A riot broke out in the early-morning hours of October 13, 1972, aboard the USS Kitty Hawk, an aircraft carrier on combat patrol in the Gulf of Tonkin during the Vietnam War. Fighting fomented by racial tensions between white and Black sailors turned a section of the vessel into a battleground. Dozens of men were injured; three men had to be medevaced to on-shore medical facilities. The confrontations did not affect combat operations.
Capt. Marland Townsend had set the stage for the conflict that he classified as a “riot.” During his first five months as the ship’s new captain, Townsend had harshly punished Black sailors for behavior that he tolerated from whites.
Townsend’s zeal punishing Black sailors eventually infected multiple levels of command as the opinions of those who sided with Blacks were superseded or ignored. The Navy’s goal soon evolved into ending the entire matter hastily without further publicity. Navy leaders and government decision makers seemed to forget the tenet that everyone merits equal and fair treatment.
Following the riot, Townsend attempted to try 24 Black sailors by captain’s mast, the Navy equivalent of an Article 15 in which he alone would determine their guilt and punishment. Only three men opted for a mast; two ended up in the ship’s brig for two months. The rest, who chose to be judged by court-martial, were forced to await their judgment in the Subic Bay Naval Base brig, occasionally in solitary confinement. No whites faced charges.

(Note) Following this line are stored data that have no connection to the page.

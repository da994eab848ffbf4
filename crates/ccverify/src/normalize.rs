use std::path::{Path, PathBuf};

/// Expectation files known to carry trailing content the program no longer
/// prints; only the first N lines are compared.
pub const LEGACY_EXPECT_TRUNCATIONS: &[(&str, usize)] = &[("95_bitfields.c", 35)];

#[derive(Debug, Clone, PartialEq, Eq)]
pub enum Verdict {
    Match,
    Mismatch { expected: String, actual: String },
}

pub fn expect_path_for(source: &Path) -> PathBuf {
    source.with_extension("expect")
}

pub fn expect_line_limit(base_name: &str) -> Option<usize> {
    LEGACY_EXPECT_TRUNCATIONS
        .iter()
        .find(|(name, _)| *name == base_name)
        .map(|(_, n)| *n)
}

/// Drops leading/trailing blank lines, trims every remaining line, and joins
/// with single `\n` (no trailing newline).
pub fn normalize(raw: &[u8]) -> Vec<u8> {
    let lines: Vec<&[u8]> = raw.split(|&b| b == b'\n').map(<[u8]>::trim_ascii).collect();

    let Some(first) = lines.iter().position(|l| !l.is_empty()) else {
        return Vec::new();
    };
    let last = lines.iter().rposition(|l| !l.is_empty()).unwrap_or(first);

    lines[first..=last].join(&b'\n')
}

pub fn first_lines(raw: &[u8], n: usize) -> &[u8] {
    let mut seen = 0;
    for (i, &b) in raw.iter().enumerate() {
        if b == b'\n' {
            seen += 1;
            if seen == n {
                return &raw[..=i];
            }
        }
    }
    raw
}

pub fn compare(base_name: &str, actual: &[u8], expected: &[u8]) -> Verdict {
    let expected = match expect_line_limit(base_name) {
        Some(n) => first_lines(expected, n),
        None => expected,
    };
    let a = normalize(actual);
    let e = normalize(expected);
    if a == e {
        return Verdict::Match;
    }
    Verdict::Mismatch {
        expected: String::from_utf8_lossy(&e).into_owned(),
        actual: String::from_utf8_lossy(&a).into_owned(),
    }
}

Lt. Marv Truhe, a former Navy Judge Advocate General’s Corps lawyer at the time, has come up with a thorough account of the riot in Against All Tides: The Untold Story of the USS Kitty Hawk Race Riot (Lawrence Hill, 320 pp. $28.99, hardcover; $11.49, Kindle). Truhe helped defend six Black Kitty Hawk sailors charged with rioting and assaulting white sailors.
Truhe analyzes Townsend’s actions, as well as the entire Navy command structure’s, at great length. He sets out each Black sailors’ situation in the riot, a factor disregarded by Townsend and others who treated them as a tightly unified group with no individual identity. If I listed all of the unfair procedures against the Blacks and their lawyers from start to finish of the case, this review would be ten-pages long.

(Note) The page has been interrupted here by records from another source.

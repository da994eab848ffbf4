use std::collections::BTreeMap;
use std::path::{Path, PathBuf};
use std::process::Command;

use serde::Serialize;

#[derive(Debug, Clone, Copy, PartialEq, Eq, Serialize)]
#[serde(rename_all = "snake_case")]
pub enum SymbolKind {
    Function,
    Data,
    Weak,
    Other,
}

impl SymbolKind {
    fn from_nm_type(t: char) -> Self {
        match t {
            'T' | 'i' => SymbolKind::Function,
            'D' | 'B' | 'R' | 'G' | 'S' | 'C' => SymbolKind::Data,
            'W' | 'V' => SymbolKind::Weak,
            _ => SymbolKind::Other,
        }
    }
}

#[derive(Debug, Clone, PartialEq, Eq, Serialize)]
pub struct ExportDescriptor {
    pub kind: SymbolKind,
    pub nm_type: char,
    #[serde(skip_serializing_if = "Option::is_none")]
    pub value: Option<String>,
    #[serde(skip_serializing_if = "Option::is_none")]
    pub size: Option<String>,
}

#[derive(Debug, Clone, Serialize)]
pub struct PackageExports {
    pub package: String,
    pub library: PathBuf,
    pub symbols: BTreeMap<String, ExportDescriptor>,
}

#[derive(Debug)]
pub enum ExportError {
    NotFound {
        package: String,
        searched: Vec<PathBuf>,
    },
    Analyze {
        path: PathBuf,
        message: String,
    },
}

impl std::fmt::Display for ExportError {
    fn fmt(&self, f: &mut std::fmt::Formatter<'_>) -> std::fmt::Result {
        match self {
            ExportError::NotFound { package, searched } => {
                write!(f, "package not found: {package}")?;
                if !searched.is_empty() {
                    let dirs: Vec<String> =
                        searched.iter().map(|p| p.display().to_string()).collect();
                    write!(f, " (searched: {})", dirs.join(", "))?;
                }
                Ok(())
            }
            ExportError::Analyze { path, message } => {
                write!(f, "cannot read symbols of {}: {message}", path.display())
            }
        }
    }
}

impl std::error::Error for ExportError {}

/// Maps a package identifier to the symbols it exports.
pub trait ExportLookup {
    fn exports(&self, package: &str) -> Result<PackageExports, ExportError>;
}

/// Reads defined global symbols of a static or shared library with `nm`.
#[derive(Debug, Clone)]
pub struct NmExports {
    pub nm: PathBuf,
    pub search_dirs: Vec<PathBuf>,
}

impl NmExports {
    pub fn new(search_dirs: Vec<PathBuf>) -> Self {
        Self {
            nm: PathBuf::from("nm"),
            search_dirs,
        }
    }

    /// An existing path wins; otherwise `lib<name>.so` then `lib<name>.a` per search dir.
    pub fn locate(&self, package: &str) -> Result<PathBuf, ExportError> {
        let direct = Path::new(package);
        if direct.is_file() {
            return Ok(direct.to_path_buf());
        }
        let stem = package.strip_prefix("lib").unwrap_or(package);
        for dir in &self.search_dirs {
            for candidate in [format!("lib{stem}.so"), format!("lib{stem}.a")] {
                let path = dir.join(candidate);
                if path.is_file() {
                    return Ok(path);
                }
            }
        }
        Err(ExportError::NotFound {
            package: package.to_string(),
            searched: self.search_dirs.clone(),
        })
    }
}

impl ExportLookup for NmExports {
    fn exports(&self, package: &str) -> Result<PackageExports, ExportError> {
        let library = self.locate(package)?;
        let analyze = |message: String| ExportError::Analyze {
            path: library.clone(),
            message,
        };

        let mut cmd = Command::new(&self.nm);
        cmd.arg("-P").arg("--defined-only");
        if is_shared_object(&library) {
            cmd.arg("-D");
        }
        let out = cmd
            .arg(&library)
            .output()
            .map_err(|e| analyze(format!("spawn {}: {e}", self.nm.display())))?;
        if !out.status.success() {
            return Err(analyze(format!(
                "{} exited with {}: {}",
                self.nm.display(),
                out.status,
                String::from_utf8_lossy(&out.stderr).trim()
            )));
        }

        Ok(PackageExports {
            package: package.to_string(),
            symbols: parse_nm_posix(&String::from_utf8_lossy(&out.stdout)),
            library,
        })
    }
}

fn is_shared_object(path: &Path) -> bool {
    path.file_name()
        .and_then(|n| n.to_str())
        .is_some_and(|n| n.ends_with(".so") || n.contains(".so."))
}

/// Parses `nm -P` output, keeping global symbols (and GNU indirect functions).
pub fn parse_nm_posix(text: &str) -> BTreeMap<String, ExportDescriptor> {
    let mut out = BTreeMap::new();
    for line in text.lines() {
        let line = line.trim();
        // Archive member headers look like `libfoo.a[foo.o]:`.
        if line.is_empty() || line.ends_with(':') {
            continue;
        }
        let mut fields = line.split_whitespace();
        let (Some(name), Some(ty)) = (fields.next(), fields.next()) else {
            continue;
        };
        let mut ty_chars = ty.chars();
        let (Some(t), None) = (ty_chars.next(), ty_chars.next()) else {
            continue;
        };
        if t == 'U' || !(t.is_ascii_uppercase() || t == 'i') {
            continue;
        }
        out.entry(name.to_string()).or_insert(ExportDescriptor {
            kind: SymbolKind::from_nm_type(t),
            nm_type: t,
            value: fields.next().map(str::to_string),
            size: fields.next().map(str::to_string),
        });
    }
    out
}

Working alongside other military, civilian, and NAACP defense lawyers, Truhe helped challenge the Navy for its one-sided investigation that charged only Black sailors and for the pretrial confinement of the accused in prison cells for months, an unprecedented action in the history of the modern Navy. He also writes about his own removal and possible court- martial as a defense counsel; the improper withholding of evidence by the government; and the dishonorable discharge of a Black sailor based on perjured testimony.
The book’s abundance of facts speaks for itself. Truhe fortifies his account by referencing his original case file, which includes interview notes with clients, witnesses, defendants, and fellow lawyers; dozens of tape recordings; official Kitty Hawk documents; and trial and hearing transcripts. “No publications or other accounts have captured the complete story,” he writes, “and too many have gotten it completely wrong.”

After showing how government-supported racism grew, Truhe concedes that the outcome of the trials ultimately proved a vindication of sorts considering there were acquittals, dropped charges, and relatively lenient sentences. Plus, all of the defendants left the Navy with honorable discharges.
The most enlightening parts of Against All Tides are outtakes from legal arguments and courtroom cross examinations. They provide a touch of David versus Goliath, with low-ranking defense lawyers challenging high-ranking judges and admirals. The young lieutenants built great cases, but the big men often had the final word.
The Kitty Hawk conflict balanced out when, following the trials, Chief of Naval Operations Adm. Elmo Zumwalt invited Navy officers “who do not view improved race relations as their critical duty right now to retire from the service.”
The book’s best message: “Those who are oblivious to their own prejudices are guilty of one of the more insidious forms of racism.”
Anyone interested in further pursuing this topic should look into, Gregory A. Freeman’s Troubled Water: Race, Mutiny, and Bravery on the USS Kitty Hawk (2010), a full-length book, and Laurel Habrock’s a 98-page paperback, Troubled Water: Race, Munity, and Bravery on the USS Kitty Hawk, published in 2021.